Клиническая картина заболевания вирусным бурситом зависит от количества незрелых В-лимфобластов и, как предполагают ученые, от возраста. Заражение птицы в раннем возрасте (до трех недель) проявляется в виде невысокой смертности и постоянной иммуносупрессии. При заражении в поздние сроки (в возрасте 3–6 недель) отмечают высокую смертность, сопровождаемую преходящей иммуносупрессией (Qin Y., Zheng S., 2017; Ingrao F., Rauw F., Lambrecht B. et al., 2013; Van den Berg T., Eterradossi N., Toquin D. et al., 2000).

В течение многих лет специалисты разрабатывали и проверяли на практике различные стратегии вакцинации — использование живых аттенуированных, инактивированных, субъединичных, векторных (рекомбинантных) и иммуннокомплексных вакцин.
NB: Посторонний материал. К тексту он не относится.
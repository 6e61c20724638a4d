//! Module management for modsh.
//!
//! A module is a directory holding an entry script (`main.py` or `main.sh`)
//! and an optional `module.yaml` describing its options. This crate discovers
//! modules, validates their arguments and runs them as subprocesses, either
//! once or fanned out across several concurrent workers.

#![allow(missing_docs)]

pub mod error;
pub mod fanout;
pub mod manager;
pub mod metadata;
pub mod runner;
pub mod scaffold;

pub use error::{ModuleError, ModuleResult};
pub use fanout::run_fanout;
pub use manager::{Interpreters, ModuleInfo, ModuleManager};
pub use metadata::{ModuleKind, ModuleMetadata, OptionMeta};
pub use runner::{ExecutionResult, ModuleArgs, ModuleRunner};
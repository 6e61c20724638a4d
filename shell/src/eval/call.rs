//! Builtin call evaluation: `name(args)`, `$(name args)` and value expansion.

use crate::builtins::BuiltinRegistry;
use crate::error::{ShellError, ShellResult};
use crate::scanner::{find_matching_paren, ident_len, Cursor};
use crate::scope::Resolver;
use tracing::trace;

/// Split `line` into `(name, inner)` when it is exactly `name(...)`.
///
/// Returns `Ok(None)` when the line does not start with an identifier and an
/// opening parenthesis, or when anything but whitespace follows the matching
/// close. An opening parenthesis that is never closed is a parse error.
pub fn parse_call_shape(line: &str) -> ShellResult<Option<(&str, &str)>> {
    let line = line.trim();
    let name_len = ident_len(line);
    if name_len == 0 || !line[name_len..].starts_with('(') {
        return Ok(None);
    }

    let open = name_len + 1;
    let close = find_matching_paren(line, open)
        .ok_or_else(|| ShellError::parse(format!("unbalanced parentheses in '{line}'")))?;
    if !line[close + 1..].trim().is_empty() {
        return Ok(None);
    }
    Ok(Some((&line[..name_len], &line[open..close])))
}

/// Evaluates builtin calls against a registry and a variable scope.
///
/// Holds only shared borrows; evaluation never writes to either.
#[derive(Clone, Copy)]
pub struct Interpreter<'a> {
    pub(crate) builtins: &'a BuiltinRegistry,
    pub(crate) resolver: Resolver<'a>,
}

impl<'a> Interpreter<'a> {
    pub fn new(builtins: &'a BuiltinRegistry, resolver: Resolver<'a>) -> Self {
        Self { builtins, resolver }
    }

    pub fn builtins(&self) -> &'a BuiltinRegistry {
        self.builtins
    }

    pub fn resolver(&self) -> Resolver<'a> {
        self.resolver
    }

    /// Evaluate `line` if it is a call to a registered builtin.
    ///
    /// `Ok(None)` means the line is not handled here and no side effect
    /// occurred; the caller falls back to module dispatch.
    pub fn try_evaluate_call(&self, line: &str) -> ShellResult<Option<String>> {
        let Some((name, inner)) = parse_call_shape(line)? else {
            return Ok(None);
        };
        if !self.builtins.contains(name) {
            return Ok(None);
        }
        let args = self.split_arguments(inner)?;
        self.call(name, &args).map(Some)
    }

    /// Run a builtin with already evaluated arguments.
    pub fn call(&self, name: &str, args: &[String]) -> ShellResult<String> {
        self.builtins.execute(name, args)
    }

    /// Evaluate the inside of `$(...)`: either `name(args)` or `name args`.
    ///
    /// Unlike a bare call, the name must be a registered builtin.
    pub fn evaluate_inline(&self, inner: &str) -> ShellResult<String> {
        let inner = inner.trim();
        let (name, raw_args) = match parse_call_shape(inner)? {
            Some(shape) => shape,
            None => {
                let name_len = ident_len(inner);
                let rest = &inner[name_len..];
                if name_len == 0 || !(rest.is_empty() || rest.starts_with(char::is_whitespace)) {
                    return Err(ShellError::parse(format!(
                        "expected a builtin name in '$({inner})'"
                    )));
                }
                (&inner[..name_len], rest)
            }
        };

        if !self.builtins.contains(name) {
            return Err(ShellError::UnknownBuiltin(name.to_string()));
        }
        let args = self.split_arguments(raw_args)?;
        trace!(builtin = name, ?args, "inline evaluation");
        self.call(name, &args)
    }

    /// Expand `$(...)` and `$name` inside a value without splitting it.
    pub fn expand(&self, text: &str) -> ShellResult<String> {
        if !text.contains('$') {
            return Ok(text.to_string());
        }

        let mut out = String::with_capacity(text.len());
        let mut cursor = Cursor::new(text);
        while let Some(c) = cursor.peek() {
            if c == '$' {
                self.expand_dollar(&mut cursor, &mut out)?;
            } else {
                cursor.bump();
                out.push(c);
            }
        }
        Ok(out)
    }

    /// Handle a `$` at the cursor: `$(...)`, `$name`, `${name}`, or a literal
    /// dollar.
    pub(crate) fn expand_dollar(&self, cursor: &mut Cursor<'_>, out: &mut String) -> ShellResult<()> {
        cursor.bump();
        match cursor.peek() {
            Some('(') => {
                cursor.bump();
                let inner = cursor.take_balanced()?;
                out.push_str(&self.evaluate_inline(inner)?);
            }
            Some(c) if crate::scanner::is_ident_start(c) => {
                let name = cursor.take_identifier();
                out.push_str(&self.resolver.resolve(name));
            }
            Some('{') => {
                let braced = cursor.rest()[1..]
                    .split_once('}')
                    .map(|(name, _)| name)
                    .filter(|name| crate::scanner::is_identifier(name));
                if let Some(name) = braced {
                    cursor.eat('{');
                    cursor.take_identifier();
                    cursor.eat('}');
                    out.push_str(&self.resolver.resolve(name));
                } else {
                    out.push('$');
                }
            }
            _ => out.push('$'),
        }
        Ok(())
    }
}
Неудивительно, что у каждой из перечисленных стратегий есть свои плюсы и минусы, например, эффективность по сравнению с безопасностью, нейтрализация вакцинного вируса материнскими антителами (МАТ) по сравнению со снижением эффективности материнского иммунитета, начало формирования иммунитета по сравнению с его продолжительностью и, наконец, способность вызывать как гуморальный, так и клеточный иммунный ответ (Spackman E., Pantin-Jackwood M., 2014; Ashash U., Noach C., Perelman B. et al., 2019; De Wit J., Jorna I., Finger A. et al., 2021; Ray S., Ashash U., Muthukumar S. et al., 2021).

Установлено, что живая аттенуированная вакцина имитирует инфицирование, вызванное вирусом полевого штамма, обеспечивает наилучшую защиту организма птицы за счет активации как клеточного, так и гуморального ответа (Van den Berg T., Eterradossi N., Toquin D. et al., 2000; Lazarus D., Pasmanik-Chor M., Gutter B. et al., 2008; Ingrao F., Rauw F., Lambrecht B. et al., 2013; Spackman E., Pantin-Jackwood M., 2014; Ashash U., Noach C., Perelman B. et al., 2019). Поскольку вирус поражает цыплят, эффективная вакцина против IBDV должна обеспечивать раннее начало иммунизации и непрерывную защиту, особенно бройлеров, у которых период выработки активного иммунитета после разрушения материнских антител весьма непродолжителен (Van den Berg T., Eterradossi N., Toquin D. et al., 2000; Ingrao F., Rauw F., Lambrecht B. et al., 2013; Ashash U., Noach C., Perelman B. et al., 2019; De Wit J., Jorna I., Finger A. et al., 2021; Ray S., Ashash U., Muthukumar S. et al., 2021).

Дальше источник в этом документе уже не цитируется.